セッション情報 パネルディスカッション7(消化器内視鏡学会・消化器病学会・消化器外科学会合同)

EUS-FNA関連の手技と工夫≪ビデオ≫

タイトル 内PD7-3:

EUS-FNAの穿刺針径による診断能の検討

演者 荒木 正雄(相模原協同病院・消化器病センター)
共同演者 木田 光広(北里大東病院・消化器内科), 小泉 和三郎(北里大東病院・消化器内科)
抄録 目的:EUS-FNAは今日、臨床上欠くことのできない検査として確立された手技である。EUS-FNAはその診断率向上のため様々な工夫が各施設で成されているが、穿刺針の選択も重要な要素といえる。今回我々は異なる穿刺針径別にその診断能を検討したので報告する。方法:2008年11月より2011年3月まで当院において施行した診断EUS-FNA205例のうち穿刺針の種類を変えて穿刺を行った149例を対象として、その検体採取率・正診率・合併症などにつきretrospectiveに検討した。症例の内訳は膵癌53例、粘膜下腫瘍52例、膵腫瘍16例、膵管狭細型慢性膵炎8例、その他様々な症例を対象とした。穿刺針はOLYMPUS社製22G、WILSON-COOK社製19G、25Gを使用し、穿刺用超音波内視鏡はOLYMPUS社製UC2000P、UCT240T、UCT-260を使用した。結果:穿刺回数は19G40回、22G186回、25G174回であった。検体採取率は全て100%であり、穿刺針別の診断率は19Gが26/40:65%、22Gが130/186:70%、25Gが109/174:62.6%であり穿刺針径では差がなかった。穿刺針別の診断率はEUS-FNA全体の正診率:85.7%と比較すると明らかに低率であった。粘膜下腫瘍では診断率は84.3%:43/51例であるのに対し、22Gでは78.4%:40/51例、25Gでは68.6%:24/35例といずれも全体の診断率より低率であった。膵癌53例の診断率は45/53:86.5%であるが、穿刺針別では22Gは62.3%、25Gでは59.8%と両者共に膵癌全体の診断率より低率であった。

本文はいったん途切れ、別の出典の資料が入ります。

//! [`Listener`]: server-side accept loop with connection-count backpressure.
//! `max_connections` is enforced by pausing accept once the count is reached.

use std::marker::PhantomData;
use std::net::SocketAddr;
use std::sync::Arc;

use tokio::net::{TcpListener, TcpStream};
use tokio::sync::{OwnedSemaphorePermit, Semaphore};

use crate::config::ConnectionLimits;
use crate::connection::Connection;
use crate::error::TransportError;
use crate::protocol::Protocol;

/// An accepted connection plus the permit reserving its slot against
/// `max_connections`. The caller holds the permit for the connection's
/// entire lifetime; dropping it (when the connection closes) lets
/// [`Listener::accept`] admit a new one.
pub struct Accepted<P: Protocol> {
    pub connection: Connection<TcpStream, P>,
    pub peer_addr: SocketAddr,
    pub permit: OwnedSemaphorePermit,
}

pub struct Listener<P: Protocol> {
    listener: TcpListener,
    ceiling: usize,
    semaphore: Arc<Semaphore>,
    _protocol: PhantomData<P>,
}

impl<P: Protocol> Listener<P> {
    pub async fn bind(addr: SocketAddr, limits: ConnectionLimits) -> Result<Self, TransportError> {
        let listener = TcpListener::bind(addr).await.map_err(TransportError::Connect)?;
        Ok(Self {
            listener,
            ceiling: limits.frame_ceiling,
            semaphore: Arc::new(Semaphore::new(limits.max_connections)),
            _protocol: PhantomData,
        })
    }

    pub fn local_addr(&self) -> Result<SocketAddr, TransportError> {
        self.listener.local_addr().map_err(TransportError::Connect)
    }

    /// Blocks until a connection slot is free, then accepts the next
    /// incoming TCP connection. The returned permit must be held for as long
    /// as the connection is served.
    pub async fn accept(&self) -> Result<Accepted<P>, TransportError> {
        let permit = Arc::clone(&self.semaphore)
            .acquire_owned()
            .await
            .expect("semaphore is never closed");

        let (stream, peer_addr) = self.listener.accept().await.map_err(TransportError::Read)?;

        Ok(Accepted {
            connection: Connection::new(stream, self.ceiling),
            peer_addr,
            permit,
        })
    }

    #[must_use]
    pub fn available_permits(&self) -> usize {
        self.semaphore.available_permits()
    }
}

#[cfg(test)]
mod tests {
    use tokio::net::TcpStream;

    use super::Listener;
    use crate::config::ConnectionLimits;
    use crate::protocol::SBinProtocol;

    #[tokio::test]
    async fn accepts_a_connection_and_reports_the_peer_address() {
        let limits = ConnectionLimits {
            max_connections: 2,
            ..ConnectionLimits::default()
        };
        let listener: Listener<SBinProtocol> = Listener::bind("127.0.0.1:0".parse().unwrap(), limits)
            .await
            .expect("binds");
        let addr = listener.local_addr().expect("addr");

        let client = tokio::spawn(async move { TcpStream::connect(addr).await.expect("connects") });

        let accepted = listener.accept().await.expect("accepts");
        assert_eq!(accepted.peer_addr.ip(), addr.ip());
        let _client = client.await.expect("client task");
    }

    #[tokio::test]
    async fn backpressure_blocks_accept_once_the_limit_is_reached() {
        let limits = ConnectionLimits {
            max_connections: 1,
            ..ConnectionLimits::default()
        };
        let listener: Listener<SBinProtocol> = Listener::bind("127.0.0.1:0".parse().unwrap(), limits)
            .await
            .expect("binds");

        assert_eq!(listener.available_permits(), 1);
        let permit = std::sync::Arc::clone(&listener.semaphore).acquire_owned().await.expect("acquire");
        assert_eq!(listener.available_permits(), 0);
        drop(permit);
        assert_eq!(listener.available_permits(), 1);
    }
}
//! The payload pipeline: pluggable serialization and compression.
//!
//! Outbound: [`serialize::encode`] then [`compress::compress`]. Inbound:
//! [`compress::decompress`] then [`serialize::decode`]. Each half is
//! identified by a tag ([`polyrpc_types::DataType`] /
//! [`polyrpc_types::CompressType`]) carried in the caller's meta, never
//! inferred from the bytes themselves — decoding is meta-driven.

pub mod compress;
pub mod error;
pub mod serialize;
pub mod threshold;

pub use error::{CodecError, CompressionError, SerializationError};
pub use threshold::{should_compress, DEFAULT_COMPRESSION_THRESHOLD};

また対象の149例における正診率は83.2%と穿刺針別の診断率より高率であり、全体の診断率とほぼ同等であった。このことから穿刺の対象により穿刺針径を選択し、一種類の穿刺針での穿刺より異なる径の穿刺針を組み合わせて穿刺すればその正診率が向上する可能性があると考えられた。結語:EUS-FNAは穿刺対象によって穿刺針径を選択することにより診断率が向上すると考えられ、今後症例を重ね、診断別の最適な穿刺径を検討することによりさらに診断能の高い手技になると考えられる。